==== Stored data ====
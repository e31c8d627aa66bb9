//! Error types for the diagnosis workflow

use thiserror::Error;

/// Failures of one analysis attempt, categorized so callers can branch on
/// kind instead of matching display strings.
#[derive(Error, Debug, Clone, PartialEq, Eq)]
pub enum AnalysisError {
    /// The preview held no base64 payload after stripping the data-URI
    /// prefix. Local validation failure, never retried.
    #[error("empty image payload")]
    EmptyPayload,

    /// Predict endpoint answered 404.
    #[error("backend service not found")]
    ServiceNotFound,

    /// Predict endpoint answered 500.
    #[error("internal server error")]
    ServerError,

    /// Any other non-2xx status.
    #[error("unexpected status {0}")]
    UnexpectedStatus(u16),

    /// The endpoint could not be reached at all.
    #[error("cannot connect to server")]
    Connection,

    /// A 2xx response whose body could not be decoded.
    #[error("malformed response: {0}")]
    Malformed(String),
}

/// Result type alias
pub type Result<T> = std::result::Result<T, AnalysisError>;

impl AnalysisError {
    /// Map a non-2xx HTTP status to its error category.
    pub fn from_status(status: u16) -> Self {
        match status {
            404 => AnalysisError::ServiceNotFound,
            500 => AnalysisError::ServerError,
            other => AnalysisError::UnexpectedStatus(other),
        }
    }

    /// Whether another attempt may succeed. Only local validation is
    /// terminal; HTTP, transport and decode failures are all retried.
    pub fn is_retryable(&self) -> bool {
        !matches!(self, AnalysisError::EmptyPayload)
    }

    /// The exact text shown in the result slot after retries are exhausted.
    pub fn user_message(&self) -> String {
        match self {
            AnalysisError::EmptyPayload => {
                "Analysis failed: No image data to analyze".to_string()
            }
            AnalysisError::ServiceNotFound => {
                "Analysis failed: Backend service not found".to_string()
            }
            AnalysisError::ServerError => {
                "Analysis failed: Internal server error".to_string()
            }
            AnalysisError::UnexpectedStatus(_) | AnalysisError::Malformed(_) => {
                "Analysis failed: Failed to get prediction".to_string()
            }
            AnalysisError::Connection => {
                "Cannot connect to server. Please ensure the backend is running.".to_string()
            }
        }
    }
}

#[cfg(test)]
mod tests {
    use super::*;

    #[test]
    fn test_from_status_404() {
        assert_eq!(AnalysisError::from_status(404), AnalysisError::ServiceNotFound);
    }

    #[test]
    fn test_from_status_500() {
        assert_eq!(AnalysisError::from_status(500), AnalysisError::ServerError);
    }

    #[test]
    fn test_from_status_other() {
        assert_eq!(
            AnalysisError::from_status(503),
            AnalysisError::UnexpectedStatus(503)
        );
    }

    #[test]
    fn test_empty_payload_not_retryable() {
        assert!(!AnalysisError::EmptyPayload.is_retryable());
        assert!(AnalysisError::ServiceNotFound.is_retryable());
        assert!(AnalysisError::Connection.is_retryable());
        assert!(AnalysisError::Malformed("bad json".to_string()).is_retryable());
    }

    #[test]
    fn test_user_message_404() {
        assert_eq!(
            AnalysisError::ServiceNotFound.user_message(),
            "Analysis failed: Backend service not found"
        );
    }

    #[test]
    fn test_user_message_500() {
        assert_eq!(
            AnalysisError::ServerError.user_message(),
            "Analysis failed: Internal server error"
        );
    }

    #[test]
    fn test_user_message_connection() {
        assert_eq!(
            AnalysisError::Connection.user_message(),
            "Cannot connect to server. Please ensure the backend is running."
        );
    }

    #[test]
    fn test_user_message_generic() {
        assert_eq!(
            AnalysisError::UnexpectedStatus(418).user_message(),
            "Analysis failed: Failed to get prediction"
        );
    }

    #[test]
    fn test_error_display() {
        let display = format!("{}", AnalysisError::UnexpectedStatus(503));
        assert_eq!(display, "unexpected status 503");
    }
}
====
Among the lines above, please find those with "HTTP" and copy them.

Output.
    /// Map a non-2xx HTTP status to its error category.
    /// terminal; HTTP, transport and decode failures are all retried.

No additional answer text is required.